*What needs to be done*: Filter out every line below that lacks "Instant", and copy the rest.
Start of Block
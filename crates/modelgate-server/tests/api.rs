use std::sync::Arc;
use std::time::Duration;

use bytes::Bytes;
use crossbeam::channel;

use modelgate_core::{
    DataType, InferenceRequest, InputTensor, MemoryPool, Metrics, OutputRequest, ParameterMap,
    ServerError, Shape,
};
use modelgate_runtime::RequestContainer;
use modelgate_server::{ModelRepository, SharedState};
use modelgate_workers::WorkerCatalog;

fn state() -> SharedState {
    SharedState::new(
        WorkerCatalog::with_defaults(),
        ModelRepository::new("models"),
        Arc::new(MemoryPool::new()),
        Arc::new(Metrics::new().unwrap()),
    )
}

fn uint32_input(name: &str, values: &[u32]) -> InputTensor {
    let mut data = Vec::with_capacity(values.len() * 4);
    for value in values {
        data.extend_from_slice(&value.to_le_bytes());
    }
    InputTensor::new(
        name,
        Shape::from_slice(&[values.len()]),
        DataType::Uint32,
        Bytes::from(data),
    )
}

fn uint32_values(data: &[u8]) -> Vec<u32> {
    data.chunks_exact(4)
        .map(|b| u32::from_le_bytes([b[0], b[1], b[2], b[3]]))
        .collect()
}

#[test]
fn echo_round_trip() {
    let state = state();
    let endpoint = state.worker_load("echo", &ParameterMap::new()).unwrap();
    assert_eq!(endpoint, "echo");
    assert!(state.model_ready(&endpoint).unwrap());

    let (request, resp_rx) = InferenceRequest::new(vec![uint32_input("in", &[41])]);
    state
        .model_infer(&endpoint, RequestContainer::new(request))
        .unwrap();

    let response = resp_rx.recv_timeout(Duration::from_secs(2)).unwrap();
    assert!(!response.is_error());
    assert_eq!(response.model, "echo");
    assert_eq!(response.outputs.len(), 1);
    assert_eq!(response.outputs[0].name, "in");
    assert_eq!(response.outputs[0].dtype, DataType::Uint32);
    assert_eq!(uint32_values(&response.outputs[0].data), vec![42]);

    state.worker_unload(&endpoint).unwrap();
}

#[test]
fn requested_output_names_the_response_tensor() {
    let state = state();
    let endpoint = state.worker_load("echo", &ParameterMap::new()).unwrap();

    let (mut request, resp_rx) = InferenceRequest::new(vec![uint32_input("in", &[1])]);
    request.add_output(OutputRequest::new("renamed"));
    state
        .model_infer(&endpoint, RequestContainer::new(request))
        .unwrap();

    let response = resp_rx.recv_timeout(Duration::from_secs(2)).unwrap();
    assert_eq!(response.outputs[0].name, "renamed");

    state.worker_unload(&endpoint).unwrap();
}

#[test]
fn loading_twice_shares_one_worker() {
    let state = state();
    let first = state.worker_load("echo", &ParameterMap::new()).unwrap();
    let second = state.worker_load("echo", &ParameterMap::new()).unwrap();
    assert_eq!(first, second);
    assert_eq!(state.model_list(), vec![first.clone()]);

    // Two references, so the first unload keeps the endpoint alive.
    state.worker_unload(&first).unwrap();
    assert!(state.model_ready(&first).unwrap());
    state.worker_unload(&first).unwrap();
    assert!(state.model_list().is_empty());
}

#[test]
fn refcount_survives_fewer_unloads_than_loads() {
    let state = state();
    let mut params = ParameterMap::new();
    params.put("batch_timeout_ms", 5);

    let name = state.worker_load("echo", &params).unwrap();
    for _ in 0..2 {
        assert_eq!(state.worker_load("echo", &params).unwrap(), name);
    }
    for _ in 0..2 {
        state.worker_unload(&name).unwrap();
    }
    assert!(state.model_ready(&name).unwrap());

    state.worker_unload(&name).unwrap();
    assert!(matches!(
        state.model_ready(&name),
        Err(ServerError::NotFound(_))
    ));
}

#[test]
fn sharing_disabled_gets_suffixed_names() {
    let state = state();
    let mut params = ParameterMap::new();
    params.put("share", false);

    let first = state.worker_load("echo", &params).unwrap();
    let second = state.worker_load("echo", &params).unwrap();
    assert_eq!(first, "echo");
    assert_eq!(second, "echo-1");
    assert_eq!(state.model_list(), vec!["echo".to_string(), "echo-1".to_string()]);

    state.worker_unload(&first).unwrap();
    state.worker_unload(&second).unwrap();
}

#[test]
fn explicit_endpoint_collision_is_already_exists() {
    let state = state();
    let mut params = ParameterMap::new();
    params.put("share", false);
    params.put("endpoint", "adder");

    assert_eq!(state.worker_load("echo", &params).unwrap(), "adder");
    assert!(matches!(
        state.worker_load("echo", &params),
        Err(ServerError::AlreadyExists(_))
    ));

    state.worker_unload("adder").unwrap();
}

#[test]
fn echo_multi_fans_out_cyclically() {
    let state = state();
    let endpoint = state.worker_load("echo_multi", &ParameterMap::new()).unwrap();

    let inputs = vec![
        uint32_input("input0", &[10]),
        uint32_input("input1", &[20, 30]),
    ];
    let (request, resp_rx) = InferenceRequest::new(inputs);
    state
        .model_infer(&endpoint, RequestContainer::new(request))
        .unwrap();

    let response = resp_rx.recv_timeout(Duration::from_secs(2)).unwrap();
    assert!(!response.is_error());
    assert_eq!(response.outputs.len(), 3);
    assert_eq!(response.outputs[0].shape, Shape::from_slice(&[1]));
    assert_eq!(response.outputs[1].shape, Shape::from_slice(&[4]));
    assert_eq!(response.outputs[2].shape, Shape::from_slice(&[3]));
    assert_eq!(uint32_values(&response.outputs[0].data), vec![10]);
    assert_eq!(uint32_values(&response.outputs[1].data), vec![20, 30, 10, 20]);
    assert_eq!(uint32_values(&response.outputs[2].data), vec![30, 10, 20]);

    state.worker_unload(&endpoint).unwrap();
}

#[test]
fn list_empties_after_unload() {
    let state = state();
    let endpoint = state.worker_load("echo", &ParameterMap::new()).unwrap();
    assert_eq!(state.model_list(), vec![endpoint.clone()]);

    state.worker_unload(&endpoint).unwrap();
    let deadline = std::time::Instant::now() + Duration::from_secs(2);
    while !state.model_list().is_empty() {
        assert!(std::time::Instant::now() < deadline);
        std::thread::sleep(Duration::from_millis(1));
    }
}

#[test]
fn every_listed_model_is_ready_with_metadata() {
    let state = state();
    state.worker_load("echo", &ParameterMap::new()).unwrap();
    state.worker_load("echo_multi", &ParameterMap::new()).unwrap();

    for name in state.model_list() {
        assert!(state.model_ready(&name).unwrap());
        let metadata = state.model_metadata(&name).unwrap();
        assert!(!metadata.inputs.is_empty());
        assert!(!metadata.outputs.is_empty());
        state.worker_unload(&name).unwrap();
    }
}

#[test]
fn unknown_model_is_not_found() {
    let state = state();

    let (request, _resp_rx) = InferenceRequest::new(vec![uint32_input("in", &[1])]);
    assert!(matches!(
        state.model_infer("nonexistent", RequestContainer::new(request)),
        Err(ServerError::NotFound(_))
    ));
    assert!(matches!(
        state.model_metadata("nonexistent"),
        Err(ServerError::NotFound(_))
    ));
    assert!(matches!(
        state.worker_unload("nonexistent"),
        Err(ServerError::NotFound(_))
    ));
}

#[test]
fn bad_shape_fails_via_the_callback() {
    let state = state();
    let endpoint = state.worker_load("echo", &ParameterMap::new()).unwrap();

    let (request, resp_rx) = InferenceRequest::new(vec![uint32_input("in", &[1, 2])]);
    state
        .model_infer(&endpoint, RequestContainer::new(request))
        .unwrap();

    let response = resp_rx.recv_timeout(Duration::from_secs(2)).unwrap();
    assert!(response.is_error());
    assert!(matches!(
        response.error(),
        Some(ServerError::InvalidArgument(_))
    ));

    state.worker_unload(&endpoint).unwrap();
}

#[test]
fn empty_inputs_fail_synchronously() {
    let state = state();
    let endpoint = state.worker_load("echo", &ParameterMap::new()).unwrap();

    let (request, _resp_rx) = InferenceRequest::new(Vec::new());
    assert!(matches!(
        state.model_infer(&endpoint, RequestContainer::new(request)),
        Err(ServerError::InvalidArgument(_))
    ));

    state.worker_unload(&endpoint).unwrap();
}

#[test]
fn fifo_per_model_for_same_thread_submissions() {
    let state = state();
    let mut params = ParameterMap::new();
    params.put("batch_size", 4);
    params.put("batch_timeout_ms", 5);
    let endpoint = state.worker_load("echo", &params).unwrap();

    // All requests report onto one stream so completion order is visible.
    let (tx, rx) = channel::unbounded();
    let total = 20u32;
    for i in 0..total {
        let mut request =
            InferenceRequest::with_callback(vec![uint32_input("in", &[i])], tx.clone());
        request.set_id(&i.to_string());
        state
            .model_infer(&endpoint, RequestContainer::new(request))
            .unwrap();
    }
    drop(tx);

    for expected in 0..total {
        let response = rx.recv_timeout(Duration::from_secs(2)).unwrap();
        assert_eq!(response.id, expected.to_string());
    }

    state.worker_unload(&endpoint).unwrap();
}

#[test]
fn batched_requests_all_complete() {
    let state = state();
    let mut params = ParameterMap::new();
    params.put("batch_size", 8);
    params.put("batch_timeout_ms", 10);
    let endpoint = state.worker_load("echo", &params).unwrap();

    let (tx, rx) = channel::unbounded();
    for i in 0..8u32 {
        let request = InferenceRequest::with_callback(vec![uint32_input("in", &[i])], tx.clone());
        state
            .model_infer(&endpoint, RequestContainer::new(request))
            .unwrap();
    }
    drop(tx);

    let mut values: Vec<u32> = (0..8)
        .map(|_| {
            let response = rx.recv_timeout(Duration::from_secs(2)).unwrap();
            assert!(!response.is_error());
            uint32_values(&response.outputs[0].data)[0]
        })
        .collect();
    values.sort_unstable();
    assert_eq!(values, (1..=8).collect::<Vec<u32>>());

    state.worker_unload(&endpoint).unwrap();
}

#[test]
fn unload_never_drops_a_callback() {
    let state = state();
    let mut params = ParameterMap::new();
    params.put("batch_size", 2);
    params.put("batch_timeout_ms", 50);
    let endpoint = state.worker_load("echo", &params).unwrap();

    let (tx, rx) = channel::unbounded();
    let total = 16u32;
    for i in 0..total {
        let request = InferenceRequest::with_callback(vec![uint32_input("in", &[i])], tx.clone());
        state
            .model_infer(&endpoint, RequestContainer::new(request))
            .unwrap();
    }
    drop(tx);

    // Unload while requests are still queued; every one of them must still
    // resolve, either with a result or a shutdown error.
    state.worker_unload(&endpoint).unwrap();

    let mut resolved = 0;
    while let Ok(response) = rx.recv_timeout(Duration::from_secs(2)) {
        if response.is_error() {
            assert!(matches!(
                response.error(),
                Some(ServerError::Unavailable(_))
            ));
        }
        resolved += 1;
    }
    assert_eq!(resolved, total);
}

#[test]
fn unknown_worker_kind_is_not_found() {
    let state = state();
    assert!(matches!(
        state.worker_load("tfzendnn", &ParameterMap::new()),
        Err(ServerError::NotFound(_))
    ));
}

#[test]
fn server_surface_basics() {
    let state = state();
    assert!(state.server_live());
    assert!(state.server_ready());
    assert_eq!(state.server_metadata().name, "modelgate");
    assert!(state.has_hardware("cpu", 1));
    assert!(!state.has_hardware("dpu", 1));
}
End of Block
*Response to the task*:
    let deadline = std::time::Instant::now() + Duration::from_secs(2);
        assert!(std::time::Instant::now() < deadline);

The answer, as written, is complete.